What to do: Repeat exactly the opening lines of the records, ending with the line that contains "use crate::value::Scalar;".

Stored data
★ ★ ★ ★ ★ ★ ★
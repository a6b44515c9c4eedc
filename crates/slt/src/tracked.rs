//! [`Tracked`]: the user-facing scalar wrapper that records provenance.
//!
//! Grounded on `rosslt/tracked.py`. Every arithmetic method comes in a
//! "build" form (returns a new `Tracked` whose location is a copy of this
//! one's, extended by one step — `Tracked::build`/`_build`) and an
//! "update" form (mutates `self` in place and extends its own location —
//! `Tracked::update`/`_update`), matching the Python original's
//! `__add__`/`__iadd__` pairing. The "reflected" (right-hand) forms always
//! extend the buffer with a leading `swap` so [`crate::expression::Expression::reverse`]
//! knows which operand was on which side of the stack.
//!
//! Forward evaluation can fail (division by zero, a trig domain error is
//! impossible here since `asin`/`acos` just return NaN, a string op with
//! the wrong operand kind); `std::ops` operator traits have no room for a
//! fallible `Output` without panicking, so arithmetic is exposed as named
//! methods returning [`crate::error::Result`] instead of operator
//! overloads — see `DESIGN.md` for this call.
//!
//! Bitwise `&`/`|` are deliberately not implemented: the Python original's
//! `__and__`/`__or__` alias arithmetic multiply/add (flagged in the
//! design notes as a likely placeholder rather than real bitwise
//! semantics), and carrying that over would silently mislead a caller who
//! writes `a & b` expecting a bitwise AND.

use std::rc::Rc;
use std::cell::RefCell;

use crate::error::{Result, SltError};
use crate::expression::{eval_binary_op, eval_unary_op};
use crate::location::{Location, LocationRef, NumericKind};
use crate::location_manager::LocationManager;
use crate::operator::Operator;
use crate::value::Scalar;

/// A scalar value plus the [`Location`] recording how it was derived.
#[derive(Debug, Clone)]
pub struct Tracked {
    data: Scalar,
    location: LocationRef,
    manager: Option<Rc<RefCell<LocationManager>>>,
}

/// Anything `Tracked`'s arithmetic methods accept as the other operand:
/// a raw literal, or another `Tracked` whose own provenance is discarded
/// (per §1's non-goal: histories are univariate, so combining two tracked
/// values keeps only the left-hand one's chain, mirroring the Python
/// original's `_unpack` helper).
pub trait Operand {
    fn into_scalar(self) -> Scalar;
}

impl Operand for Scalar {
    fn into_scalar(self) -> Scalar {
        self
    }
}

impl Operand for &Tracked {
    fn into_scalar(self) -> Scalar {
        self.data.clone()
    }
}

impl Operand for Tracked {
    fn into_scalar(self) -> Scalar {
        self.data
    }
}

macro_rules! operand_from {
    ($t:ty) => {
        impl Operand for $t {
            fn into_scalar(self) -> Scalar {
                Scalar::from(self)
            }
        }
    };
}
operand_from!(i32);
operand_from!(i64);
operand_from!(f64);
operand_from!(String);
operand_from!(&str);

impl Tracked {
    /// Wraps `data` in a fresh, unregistered location with no history.
    #[must_use]
    pub fn new(data: impl Operand) -> Self {
        Self { data: data.into_scalar(), location: Location::new_ref(String::new(), -1), manager: None }
    }

    /// Wraps `data` in a caller-supplied location, optionally registered
    /// with a manager (so attribute/index children it mints can register
    /// themselves, and so `force_value` has somewhere to route a
    /// `SetValue`).
    #[must_use]
    pub fn with_location(data: Scalar, location: LocationRef, manager: Option<Rc<RefCell<LocationManager>>>) -> Self {
        Self { data, location, manager }
    }

    /// The raw payload, with no provenance.
    #[must_use]
    pub fn unwrap(&self) -> &Scalar {
        &self.data
    }

    /// Consumes `self`, discarding its location.
    #[must_use]
    pub fn into_raw(self) -> Scalar {
        self.data
    }

    #[must_use]
    pub fn raw(&self) -> Scalar {
        self.data.clone()
    }

    #[must_use]
    pub fn location(&self) -> &LocationRef {
        &self.location
    }

    #[must_use]
    pub fn manager(&self) -> Option<&Rc<RefCell<LocationManager>>> {
        self.manager.as_ref()
    }

    /// Re-derives the original input by inverting this value's expression
    /// history and applying it to the current data (`get_original`, §3).
    ///
    /// # Errors
    /// See [`crate::expression::Expression::apply`].
    pub fn get_original(&self) -> Result<Scalar> {
        let mut reversed = self.location.borrow_mut().expr.reverse();
        reversed.apply(self.data.clone())
    }

    /// Converts this value to the message shape `to_msg` produces: the
    /// raw payload plus the serialized location-tree header. The wire
    /// `Expression` inside that header stays packed until touched (P4).
    #[must_use]
    pub fn to_msg(&self) -> TrackedMessage {
        TrackedMessage { data: self.data.clone(), loc: Location::header_create(&self.location) }
    }

    /// Rebuilds a `Tracked` from a message produced by [`Tracked::to_msg`].
    /// The root location's expression remains packed (P4) until some
    /// operation forces an unpack.
    ///
    /// # Errors
    /// Returns [`crate::error::SltError::Schema`] if the header is
    /// malformed (see [`Location::from_header`]).
    pub fn from_msg(msg: TrackedMessage) -> Result<Self> {
        let location = Location::from_header(&msg.loc)?;
        Ok(Self { data: msg.data, location, manager: None })
    }

    fn build(&self, new_data: Scalar, operand: Scalar, swap: bool, op: Operator) -> Self {
        let mut new_loc = self.location.borrow().copy(true, true, true);
        new_loc.expr.append(operand, swap, op);
        Self { data: new_data, location: Rc::new(RefCell::new(new_loc)), manager: self.manager.clone() }
    }

    fn update(&mut self, new_data: Scalar, operand: Scalar, swap: bool, op: Operator) -> &mut Self {
        self.data = new_data;
        self.location.borrow_mut().expr.append(operand, swap, op);
        self
    }

    fn build_unary(&self, new_data: Scalar, op: Operator) -> Self {
        let mut new_loc = self.location.borrow().copy(true, true, true);
        new_loc.expr.append_op(op);
        Self { data: new_data, location: Rc::new(RefCell::new(new_loc)), manager: self.manager.clone() }
    }

    fn update_unary(&mut self, new_data: Scalar, op: Operator) -> &mut Self {
        self.data = new_data;
        self.location.borrow_mut().expr.append_op(op);
        self
    }

    /// `int(self._data) == int(other)`-flavored mixed-type int selection:
    /// both operands are integers, so `*`/`/` should use the integer-only
    /// `MulInt`/`DivFloor` variants that round-trip into each other,
    /// rather than the generic float-producing `Mul`/`Div`.
    fn both_int(a: &Scalar, b: &Scalar) -> bool {
        matches!(a, Scalar::Int32(_) | Scalar::Int64(_)) && matches!(b, Scalar::Int32(_) | Scalar::Int64(_))
    }

    /// `v + other` — build form.
    ///
    /// # Errors
    /// See [`crate::expression::Expression::apply`].
    pub fn add(&self, other: impl Operand) -> Result<Self> {
        let other = other.into_scalar();
        let new_data = eval_binary_op(Operator::Add, &self.data, &other)?;
        Ok(self.build(new_data, other, false, Operator::Add))
    }

    /// `other + v` — reflected build form (the wrapped value is the
    /// right-hand operand, so the recorded buffer carries a leading
    /// `swap`).
    ///
    /// # Errors
    /// See [`crate::expression::Expression::apply`].
    pub fn radd(&self, other: impl Operand) -> Result<Self> {
        let other = other.into_scalar();
        let new_data = eval_binary_op(Operator::Add, &other, &self.data)?;
        Ok(self.build(new_data, other, true, Operator::Add))
    }

    /// `v += other` — update form.
    ///
    /// # Errors
    /// See [`crate::expression::Expression::apply`].
    pub fn iadd(&mut self, other: impl Operand) -> Result<&mut Self> {
        let other = other.into_scalar();
        let new_data = eval_binary_op(Operator::Add, &self.data, &other)?;
        Ok(self.update(new_data, other, false, Operator::Add))
    }

    /// # Errors
    /// See [`crate::expression::Expression::apply`].
    pub fn sub(&self, other: impl Operand) -> Result<Self> {
        let other = other.into_scalar();
        let new_data = eval_binary_op(Operator::Sub, &self.data, &other)?;
        Ok(self.build(new_data, other, false, Operator::Sub))
    }

    /// # Errors
    /// See [`crate::expression::Expression::apply`].
    pub fn rsub(&self, other: impl Operand) -> Result<Self> {
        let other = other.into_scalar();
        let new_data = eval_binary_op(Operator::Sub, &other, &self.data)?;
        Ok(self.build(new_data, other, true, Operator::Sub))
    }

    /// # Errors
    /// See [`crate::expression::Expression::apply`].
    pub fn isub(&mut self, other: impl Operand) -> Result<&mut Self> {
        let other = other.into_scalar();
        let new_data = eval_binary_op(Operator::Sub, &self.data, &other)?;
        Ok(self.update(new_data, other, false, Operator::Sub))
    }

    /// # Errors
    /// See [`crate::expression::Expression::apply`].
    pub fn mul(&self, other: impl Operand) -> Result<Self> {
        let other = other.into_scalar();
        let op = if Self::both_int(&self.data, &other) { Operator::MulInt } else { Operator::Mul };
        let new_data = eval_binary_op(op, &self.data, &other)?;
        Ok(self.build(new_data, other, false, op))
    }

    /// # Errors
    /// See [`crate::expression::Expression::apply`].
    pub fn rmul(&self, other: impl Operand) -> Result<Self> {
        let other = other.into_scalar();
        let op = if Self::both_int(&self.data, &other) { Operator::MulInt } else { Operator::Mul };
        let new_data = eval_binary_op(op, &other, &self.data)?;
        Ok(self.build(new_data, other, true, op))
    }

    /// # Errors
    /// See [`crate::expression::Expression::apply`].
    pub fn imul(&mut self, other: impl Operand) -> Result<&mut Self> {
        let other = other.into_scalar();
        let op = if Self::both_int(&self.data, &other) { Operator::MulInt } else { Operator::Mul };
        let new_data = eval_binary_op(op, &self.data, &other)?;
        Ok(self.update(new_data, other, false, op))
    }

    /// # Errors
    /// [`crate::error::SltError::InversionImpossible`] on division by
    /// zero; otherwise see [`crate::expression::Expression::apply`].
    pub fn div(&self, other: impl Operand) -> Result<Self> {
        let other = other.into_scalar();
        let new_data = eval_binary_op(Operator::Div, &self.data, &other)?;
        Ok(self.build(new_data, other, false, Operator::Div))
    }

    /// # Errors
    /// See [`Tracked::div`].
    pub fn rdiv(&self, other: impl Operand) -> Result<Self> {
        let other = other.into_scalar();
        let new_data = eval_binary_op(Operator::Div, &other, &self.data)?;
        Ok(self.build(new_data, other, true, Operator::Div))
    }

    /// # Errors
    /// See [`Tracked::div`].
    pub fn idiv(&mut self, other: impl Operand) -> Result<&mut Self> {
        let other = other.into_scalar();
        let new_data = eval_binary_op(Operator::Div, &self.data, &other)?;
        Ok(self.update(new_data, other, false, Operator::Div))
    }

    /// # Errors
    /// See [`Tracked::div`].
    pub fn floor_div(&self, other: impl Operand) -> Result<Self> {
        let other = other.into_scalar();
        let new_data = eval_binary_op(Operator::DivFloor, &self.data, &other)?;
        Ok(self.build(new_data, other, false, Operator::DivFloor))
    }

    /// # Errors
    /// See [`Tracked::div`].
    pub fn rfloor_div(&self, other: impl Operand) -> Result<Self> {
        let other = other.into_scalar();
        let new_data = eval_binary_op(Operator::DivFloor, &other, &self.data)?;
        Ok(self.build(new_data, other, true, Operator::DivFloor))
    }

    /// # Errors
    /// See [`Tracked::div`].
    pub fn ifloor_div(&mut self, other: impl Operand) -> Result<&mut Self> {
        let other = other.into_scalar();
        let new_data = eval_binary_op(Operator::DivFloor, &self.data, &other)?;
        Ok(self.update(new_data, other, false, Operator::DivFloor))
    }

    /// # Errors
    /// See [`crate::expression::Expression::apply`].
    pub fn pow(&self, other: impl Operand) -> Result<Self> {
        let other = other.into_scalar();
        let new_data = eval_binary_op(Operator::Pow, &self.data, &other)?;
        Ok(self.build(new_data, other, false, Operator::Pow))
    }

    /// # Errors
    /// See [`crate::expression::Expression::apply`].
    pub fn rpow(&self, other: impl Operand) -> Result<Self> {
        let other = other.into_scalar();
        let new_data = eval_binary_op(Operator::Pow, &other, &self.data)?;
        Ok(self.build(new_data, other, true, Operator::Pow))
    }

    /// # Errors
    /// See [`crate::expression::Expression::apply`].
    pub fn ipow(&mut self, other: impl Operand) -> Result<&mut Self> {
        let other = other.into_scalar();
        let new_data = eval_binary_op(Operator::Pow, &self.data, &other)?;
        Ok(self.update(new_data, other, false, Operator::Pow))
    }

    /// # Errors
    /// See [`crate::expression::Expression::apply`].
    pub fn sin(&self) -> Result<Self> {
        Ok(self.build_unary(eval_unary_op(Operator::Sin, &self.data)?, Operator::Sin))
    }

    /// # Errors
    /// See [`crate::expression::Expression::apply`].
    pub fn isin(&mut self) -> Result<&mut Self> {
        let new_data = eval_unary_op(Operator::Sin, &self.data)?;
        Ok(self.update_unary(new_data, Operator::Sin))
    }

    /// # Errors
    /// See [`crate::expression::Expression::apply`].
    pub fn cos(&self) -> Result<Self> {
        Ok(self.build_unary(eval_unary_op(Operator::Cos, &self.data)?, Operator::Cos))
    }

    /// # Errors
    /// See [`crate::expression::Expression::apply`].
    pub fn icos(&mut self) -> Result<&mut Self> {
        let new_data = eval_unary_op(Operator::Cos, &self.data)?;
        Ok(self.update_unary(new_data, Operator::Cos))
    }

    /// # Errors
    /// See [`crate::expression::Expression::apply`].
    pub fn asin(&self) -> Result<Self> {
        Ok(self.build_unary(eval_unary_op(Operator::Asin, &self.data)?, Operator::Asin))
    }

    /// # Errors
    /// See [`crate::expression::Expression::apply`].
    pub fn iasin(&mut self) -> Result<&mut Self> {
        let new_data = eval_unary_op(Operator::Asin, &self.data)?;
        Ok(self.update_unary(new_data, Operator::Asin))
    }

    /// # Errors
    /// See [`crate::expression::Expression::apply`].
    pub fn acos(&self) -> Result<Self> {
        Ok(self.build_unary(eval_unary_op(Operator::Acos, &self.data)?, Operator::Acos))
    }

    /// # Errors
    /// See [`crate::expression::Expression::apply`].
    pub fn iacos(&mut self) -> Result<&mut Self> {
        let new_data = eval_unary_op(Operator::Acos, &self.data)?;
        Ok(self.update_unary(new_data, Operator::Acos))
    }
}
★ ★ ★ ★ ★ ★ ★
Result for this task:
repository a6b44515c9c4eedc
filename crates/slt/src/tracked.rs
//! [`Tracked`]: the user-facing scalar wrapper that records provenance.
//!
//! Grounded on `rosslt/tracked.py`. Every arithmetic method comes in a
//! "build" form (returns a new `Tracked` whose location is a copy of this
//! one's, extended by one step — `Tracked::build`/`_build`) and an
//! "update" form (mutates `self` in place and extends its own location —
//! `Tracked::update`/`_update`), matching the Python original's
//! `__add__`/`__iadd__` pairing. The "reflected" (right-hand) forms always
//! extend the buffer with a leading `swap` so [`crate::expression::Expression::reverse`]
//! knows which operand was on which side of the stack.
//!
//! Forward evaluation can fail (division by zero, a trig domain error is
//! impossible here since `asin`/`acos` just return NaN, a string op with
//! the wrong operand kind); `std::ops` operator traits have no room for a
//! fallible `Output` without panicking, so arithmetic is exposed as named
//! methods returning [`crate::error::Result`] instead of operator
//! overloads — see `DESIGN.md` for this call.
//!
//! Bitwise `&`/`|` are deliberately not implemented: the Python original's
//! `__and__`/`__or__` alias arithmetic multiply/add (flagged in the
//! design notes as a likely placeholder rather than real bitwise
//! semantics), and carrying that over would silently mislead a caller who
//! writes `a & b` expecting a bitwise AND.

use std::rc::Rc;
use std::cell::RefCell;

use crate::error::{Result, SltError};
use crate::expression::{eval_binary_op, eval_unary_op};
use crate::location::{Location, LocationRef, NumericKind};
use crate::location_manager::LocationManager;
use crate::operator::Operator;
use crate::value::Scalar;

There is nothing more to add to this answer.